▶ Brief
Could you copy every line of the data that contains the word "DocumentSink"?

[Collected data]
■ ■ ■ ■ ■

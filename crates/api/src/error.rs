//! `ApiError` — the single place HTTP status codes are chosen.
//!
//! Everything below the API layer (`engine`, `db`) returns explicit typed
//! results; this is where those get mapped to a status code exactly once,
//! per the "explicit tagged results, translate to HTTP once at the
//! boundary" redesign flag.

use axum::http::StatusCode;
use axum::response::{IntoResponse, Response};
use axum::Json;
use serde_json::json;

#[derive(Debug, thiserror::Error)]
pub enum ApiError {
    #[error("not found")]
    NotFound,

    #[error("forbidden")]
    Forbidden,

    #[error("bad request: {0}")]
    BadRequest(String),

    #[error("already terminal")]
    AlreadyTerminal,

    #[error(transparent)]
    Engine(#[from] engine::EngineError),

    #[error(transparent)]
    Db(#[from] db::DbError),

    #[error(transparent)]
    Queue(#[from] queue::QueueError),
}

impl IntoResponse for ApiError {
    fn into_response(self) -> Response {
        let (status, message) = match &self {
            ApiError::NotFound => (StatusCode::NOT_FOUND, self.to_string()),
            ApiError::Forbidden => (StatusCode::FORBIDDEN, self.to_string()),
            ApiError::BadRequest(_) => (StatusCode::BAD_REQUEST, self.to_string()),
            ApiError::AlreadyTerminal => (StatusCode::BAD_REQUEST, self.to_string()),
            ApiError::Db(db::DbError::NotFound) => (StatusCode::NOT_FOUND, "not found".to_string()),
            ApiError::Engine(engine::EngineError::RunNotFound(_))
            | ApiError::Engine(engine::EngineError::WorkflowNotFound(_)) => {
                (StatusCode::NOT_FOUND, self.to_string())
            }
            ApiError::Engine(_) | ApiError::Db(_) | ApiError::Queue(_) => {
                tracing::error!(error = %self, "internal error handling request");
                (StatusCode::INTERNAL_SERVER_ERROR, "internal error".to_string())
            }
        };

        (status, Json(json!({ "error": message }))).into_response()
    }
}
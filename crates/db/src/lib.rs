//! `db` crate — pure persistence layer.
//!
//! Provides a connection pool, typed row structs, and repository functions
//! for every table in the rusty-automation schema.  No business logic lives here.

pub mod error;
pub mod pool;
pub mod repository;
pub mod models;
pub mod store;

pub use pool::DbPool;
pub use error::DbError;
pub use store::PgStore;
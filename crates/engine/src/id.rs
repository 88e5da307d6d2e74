//! A single string id format used end-to-end for workflows and runs.
//!
//! The source system mixed raw strings with opaque document-store ids
//! (§9 redesign flag). Here every id is the simple (undashed) hex form of
//! a v4 UUID — 128 bits of randomness rendered as a plain string, stored
//! as plain `TEXT` columns end to end (see `db::store`) rather than a
//! native `uuid` column type, so the engine never has to know its ids are
//! UUIDs at all.
pub fn new_id() -> String {
    uuid::Uuid::new_v4().simple().to_string()
}
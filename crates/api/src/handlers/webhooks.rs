//! `POST /webhook/{path}` — external trigger matching a `Trigger::Webhook`
//! definition. Creates and starts a Run exactly the way
//! `POST /workflows/{id}/run` does (SPEC_FULL §4.5).

use axum::extract::{Path, State};
use axum::http::StatusCode;
use axum::Json;
use db::repository::{runs as run_repo, workflows as wf_repo};
use engine::models::Run;
use queue::{Message, QueueName};
use serde_json::{json, Value};

use crate::error::ApiError;
use crate::AppState;

pub async fn handle_webhook(
    Path(path): Path<String>,
    State(state): State<AppState>,
    Json(payload): Json<Value>,
) -> Result<(StatusCode, Json<Value>), ApiError> {
    let wf_row = wf_repo::find_by_trigger_path(&state.pool, &path)
        .await?
        .ok_or(ApiError::NotFound)?;

    let run = Run::new(wf_row.id, wf_row.owner_id, json!({ "data": payload }));
    run_repo::create_run(&state.pool, &run).await?;

    state
        .broker
        .enqueue(Message::new(QueueName::Default, "run_start", json!({ "run_id": run.id })))
        .await
        .map_err(ApiError::from)?;

    Ok((StatusCode::ACCEPTED, Json(json!({ "run_id": run.id, "status": "queued" }))))
}
//! The `Broker` port — named work queues with at-least-once delivery.

use std::time::Duration;

use async_trait::async_trait;

use crate::{Message, QueueError, QueueName};

/// Retry and age-limit policy applied uniformly across queues.
///
/// Mirrors the Dramatiq `Retries`/`AgeLimit` middleware the original system
/// configured on its broker: messages are redelivered up to `max_retries`
/// times, and once older than `max_age` the caller fails the node they
/// belong to instead of redelivering them again.
#[derive(Debug, Clone, Copy)]
pub struct RetryPolicy {
    pub max_retries: u32,
    pub max_age: Duration,
}

impl Default for RetryPolicy {
    fn default() -> Self {
        Self {
            max_retries: 3,
            max_age: Duration::from_secs(3600),
        }
    }
}

/// Named work queues with at-least-once delivery.
///
/// Implementations must tolerate redelivery: a worker may crash after
/// `dequeue` but before `ack`, in which case the message becomes visible to
/// another dequeue again.
#[async_trait]
pub trait Broker: Send + Sync {
    /// Enqueue a message on its target queue.
    async fn enqueue(&self, message: Message) -> Result<(), QueueError>;

    /// Dequeue the next available message from `queue`, blocking up to
    /// `timeout`. Returns `None` on timeout (no work available).
    async fn dequeue(
        &self,
        queue: QueueName,
        timeout: Duration,
    ) -> Result<Option<Message>, QueueError>;

    /// Acknowledge successful processing — the message will not be
    /// redelivered.
    async fn ack(&self, queue: QueueName, message_id: &str) -> Result<(), QueueError>;

    /// Negative-acknowledge: return the message to its queue for another
    /// attempt, with `attempts` incremented.
    async fn nack(&self, queue: QueueName, message_id: &str) -> Result<(), QueueError>;

    /// Approximate depth of a queue (pending + in-flight).
    async fn len(&self, queue: QueueName) -> Result<usize, QueueError>;
}
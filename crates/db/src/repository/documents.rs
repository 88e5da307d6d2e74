//! Document repository functions, and the Postgres `DocumentSink` adapter
//! `ingest.*` handlers write through.

use async_trait::async_trait;
use nodes::error::ProviderError;
use nodes::ports::{DocumentSink, NewDocument};
use sqlx::PgPool;

use crate::{models::DocumentRow, DbError};

pub async fn insert_document(pool: &PgPool, doc: &NewDocument) -> Result<DocumentRow, DbError> {
    let id = engine::id::new_id();
    let now = chrono::Utc::now();

    let row = sqlx::query_as!(
        DocumentRow,
        r#"
        INSERT INTO documents (id, doc_type, content, metadata, run_id, node_id, created_at)
        VALUES ($1, $2, $3, $4, $5, $6, $7)
        RETURNING id, doc_type, content, metadata, run_id, node_id, created_at
        "#,
        id,
        doc.doc_type,
        doc.content,
        doc.metadata,
        doc.run_id,
        doc.node_id,
        now,
    )
    .fetch_one(pool)
    .await?;

    Ok(row)
}

pub async fn get_document(pool: &PgPool, id: &str) -> Result<DocumentRow, DbError> {
    sqlx::query_as!(
        DocumentRow,
        r#"SELECT id, doc_type, content, metadata, run_id, node_id, created_at FROM documents WHERE id = $1"#,
        id,
    )
    .fetch_optional(pool)
    .await?
    .ok_or(DbError::NotFound)
}

/// Postgres-backed [`DocumentSink`] — the production adapter handed to
/// `ExecutionContext` by the `cli` worker's `ContextFactory`.
pub struct PgDocuments {
    pool: PgPool,
}

impl PgDocuments {
    pub fn new(pool: PgPool) -> Self {
        Self { pool }
    }
}

#[async_trait]
impl DocumentSink for PgDocuments {
    async fn store(&self, doc: NewDocument) -> Result<String, ProviderError> {
        insert_document(&self.pool, &doc)
            .await
            .map(|row| row.id)
            .map_err(|e| ProviderError::RequestFailed(e.to_string()))
    }

    async fn content_of(&self, document_id: &str) -> Result<String, ProviderError> {
        match get_document(&self.pool, document_id).await {
            Ok(row) => Ok(row.content),
            Err(DbError::NotFound) => Err(ProviderError::NotFound(document_id.to_string())),
            Err(e) => Err(ProviderError::RequestFailed(e.to_string())),
        }
    }
}
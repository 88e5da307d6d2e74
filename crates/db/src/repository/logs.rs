//! Run log repository functions — the append-only audit trail of §4.4.

use engine::models::{LogCursor, LogLevel, RunLog};
use sqlx::PgPool;

use crate::{models::RunLogRow, DbError};

fn level_to_text(level: LogLevel) -> &'static str {
    match level {
        LogLevel::Info => "INFO",
        LogLevel::Warn => "WARN",
        LogLevel::Error => "ERROR",
    }
}

fn text_to_level(s: &str) -> Result<LogLevel, DbError> {
    serde_json::from_value(serde_json::Value::String(s.to_string())).map_err(DbError::from)
}

fn from_row(row: RunLogRow) -> Result<RunLog, DbError> {
    Ok(RunLog {
        run_id: row.run_id,
        node_id: row.node_id,
        timestamp: row.ts,
        seq: row.seq as u64,
        level: text_to_level(&row.level)?,
        message: row.message,
        payload: row.payload,
    })
}

/// Append one log entry. `seq` is assigned by the table's `BIGSERIAL`
/// column — the store's job is to stamp it back onto the return value so
/// callers see the same ordering key Postgres will paginate by.
pub async fn append_log(pool: &PgPool, log: &RunLog) -> Result<(), DbError> {
    sqlx::query!(
        r#"
        INSERT INTO run_logs (run_id, node_id, ts, level, message, payload)
        VALUES ($1, $2, $3, $4, $5, $6)
        "#,
        log.run_id,
        log.node_id,
        log.timestamp,
        level_to_text(log.level),
        log.message,
        log.payload,
    )
    .execute(pool)
    .await?;

    Ok(())
}

/// Page of log entries after `after` (exclusive), ordered by `(ts, seq)`
/// ascending — stable even when two entries share a timestamp (§4.4).
pub async fn logs_after(
    pool: &PgPool,
    run_id: &str,
    after: Option<LogCursor>,
    limit: i64,
) -> Result<(Vec<RunLog>, Option<LogCursor>), DbError> {
    let (after_ts, after_seq) = after.unzip();

    let rows = sqlx::query_as!(
        RunLogRow,
        r#"
        SELECT run_id, node_id, ts, seq, level, message, payload
        FROM run_logs
        WHERE run_id = $1
          AND ($2::timestamptz IS NULL OR (ts, seq) > ($2, $3))
        ORDER BY ts ASC, seq ASC
        LIMIT $4
        "#,
        run_id,
        after_ts,
        after_seq.map(|s| s as i64),
        limit,
    )
    .fetch_all(pool)
    .await?;

    let page: Vec<RunLog> = rows.into_iter().map(from_row).collect::<Result<_, _>>()?;
    let next_cursor = page.last().map(|l| (l.timestamp, l.seq));
    Ok((page, next_cursor))
}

■ ■ ■ ■ ■

▶ Solution for this task
//! Document repository functions, and the Postgres `DocumentSink` adapter
use nodes::ports::{DocumentSink, NewDocument};
/// Postgres-backed [`DocumentSink`] — the production adapter handed to
impl DocumentSink for PgDocuments {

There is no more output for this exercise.